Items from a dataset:
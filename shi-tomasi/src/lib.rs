//! A Shi-Tomasi "good features to track" corner detector.
//!
//! A pixel is a corner when the image varies strongly in every direction around it. The
//! detector measures this with the smaller eigenvalue of the structure tensor summed over a
//! small window, keeps the local maxima of that response which exceed a fraction of the
//! strongest one, and thins them out so no two corners are closer than a minimum distance.
//!
//! The corners are returned strongest first, which makes truncating the list to a bounded
//! count keep the best ones.

mod derivatives;
mod image;
mod response;

pub use crate::image::GrayFloatImage;

use ::image::{DynamicImage, ImageResult};
use float_ord::FloatOrd;
use homolog_core::{nalgebra::Point2, ImagePoint, KeyPoint, PointSet};
use log::*;
use std::path::Path;

#[cfg(feature = "serde")]
use serde::{Deserialize, Serialize};

/// A corner found by the detector.
#[derive(Debug, Clone, Copy, PartialEq)]
#[cfg_attr(feature = "serde", derive(Serialize, Deserialize))]
pub struct Corner {
    /// The pixel of the corner. The horizontal coordinate grows to the right and the vertical
    /// coordinate grows towards the bottom of the image.
    pub point: (f32, f32),
    /// The minimum eigenvalue of the structure tensor at the corner.
    pub response: f32,
}

impl ImagePoint for Corner {
    fn image_point(&self) -> Point2<f64> {
        Point2::new(self.point.0 as f64, self.point.1 as f64)
    }
}

/// Contains the configuration parameters of the detector.
///
/// The most important parameter is `quality_level`. [`ShiTomasi::new`] sets it and leaves all
/// other parameters at their default. You can also use the helpers [`ShiTomasi::sparse`] and
/// [`ShiTomasi::dense`]. The default value of `quality_level` is `0.01`.
#[derive(Debug, Copy, Clone, PartialEq)]
#[cfg_attr(feature = "serde", derive(Serialize, Deserialize))]
pub struct ShiTomasi {
    /// Corners with a response below `quality_level` times the strongest response are dropped
    pub quality_level: f32,

    /// Minimum euclidean distance in pixels between two returned corners
    pub min_distance: f32,

    /// Side of the window over which the structure tensor is summed
    pub block_size: usize,
}

impl ShiTomasi {
    /// This convenience constructor is provided for the very common case
    /// that the quality level needs to be modified.
    pub fn new(quality_level: f32) -> Self {
        Self {
            quality_level,
            ..Default::default()
        }
    }

    /// Create a detector that sparsely detects corners.
    ///
    /// Uses a quality level of `0.05` (default is `0.01`).
    pub fn sparse() -> Self {
        Self::new(0.05)
    }

    /// Create a detector that densely detects corners.
    ///
    /// Uses a quality level of `0.001` (default is `0.01`).
    pub fn dense() -> Self {
        Self::new(0.001)
    }
}

impl Default for ShiTomasi {
    fn default() -> Self {
        Self {
            quality_level: 0.01,
            min_distance: 10.0,
            block_size: 3,
        }
    }
}

impl ShiTomasi {
    /// Detects every corner of a grayscale image, strongest first.
    pub fn detect(&self, image: &GrayFloatImage) -> Vec<Corner> {
        let eigenvalues = response::min_eigenvalue(image, self.block_size.max(1) | 1);
        trace!("Computing the minimum eigenvalue response finished.");
        let max_response = eigenvalues.as_raw().iter().copied().fold(0.0f32, f32::max);
        if max_response <= 0.0 {
            debug!("Image has no corner response.");
            return vec![];
        }
        let threshold = max_response * self.quality_level;
        debug!(
            "Strongest response={}, quality threshold={}",
            max_response, threshold
        );

        let mut candidates = response::local_maxima(&eigenvalues, threshold);
        trace!("Found {} local maxima.", candidates.len());
        // Stable, so equal responses stay in raster order.
        candidates.sort_by_key(|corner| std::cmp::Reverse(FloatOrd(corner.response)));
        let corners = response::enforce_min_distance(
            candidates,
            self.min_distance,
            image.width(),
            image.height(),
        );
        trace!("Minimum distance suppression kept {} corners.", corners.len());
        corners
    }

    /// Extracts at most `max_corners` corners from an image as a [`PointSet`].
    ///
    /// A `max_corners` of `0` means no bound.
    ///
    /// # Example
    /// ```
    /// use image::{DynamicImage, GrayImage, Luma};
    /// use shi_tomasi::ShiTomasi;
    /// let square = GrayImage::from_fn(64, 64, |x, y| {
    ///     if (20..44).contains(&x) && (20..44).contains(&y) { Luma([255]) } else { Luma([0]) }
    /// });
    /// let points = ShiTomasi::default().extract(&DynamicImage::ImageLuma8(square), 100);
    /// assert_eq!(points.len(), 4);
    /// ```
    pub fn extract(&self, image: &DynamicImage, max_corners: usize) -> PointSet {
        let float_image = GrayFloatImage::from_dynamic(image);
        let mut corners = self.detect(&float_image);
        if max_corners != 0 {
            corners.truncate(max_corners);
        }
        info!("Extracted {} corners", corners.len());
        corners
            .iter()
            .map(|corner| KeyPoint(corner.image_point()))
            .collect()
    }

    /// Extracts at most `max_corners` corners from an image on disk.
    ///
    /// Returns an `ImageResult` of the points.
    pub fn extract_path(
        &self,
        path: impl AsRef<Path>,
        max_corners: usize,
    ) -> ImageResult<PointSet> {
        Ok(self.extract(&::image::open(path)?, max_corners))
    }
}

#### [PROBLEM DETAILS]
Starting from the first line of the records above, retype each line exactly up to and including the one that contains "fn image_point(&self) ->", and nothing more.

#### [WRITTEN ANSWER]
filename shi-tomasi/src/lib.rs
//! A Shi-Tomasi "good features to track" corner detector.
//!
//! A pixel is a corner when the image varies strongly in every direction around it. The
//! detector measures this with the smaller eigenvalue of the structure tensor summed over a
//! small window, keeps the local maxima of that response which exceed a fraction of the
//! strongest one, and thins them out so no two corners are closer than a minimum distance.
//!
//! The corners are returned strongest first, which makes truncating the list to a bounded
//! count keep the best ones.

mod derivatives;
mod image;
mod response;

pub use crate::image::GrayFloatImage;

use ::image::{DynamicImage, ImageResult};
use float_ord::FloatOrd;
use homolog_core::{nalgebra::Point2, ImagePoint, KeyPoint, PointSet};
use log::*;
use std::path::Path;

#[cfg(feature = "serde")]
use serde::{Deserialize, Serialize};

/// A corner found by the detector.
#[derive(Debug, Clone, Copy, PartialEq)]
#[cfg_attr(feature = "serde", derive(Serialize, Deserialize))]
pub struct Corner {
    /// The pixel of the corner. The horizontal coordinate grows to the right and the vertical
    /// coordinate grows towards the bottom of the image.
    pub point: (f32, f32),
    /// The minimum eigenvalue of the structure tensor at the corner.
    pub response: f32,
}

impl ImagePoint for Corner {
    fn image_point(&self) -> Point2<f64> {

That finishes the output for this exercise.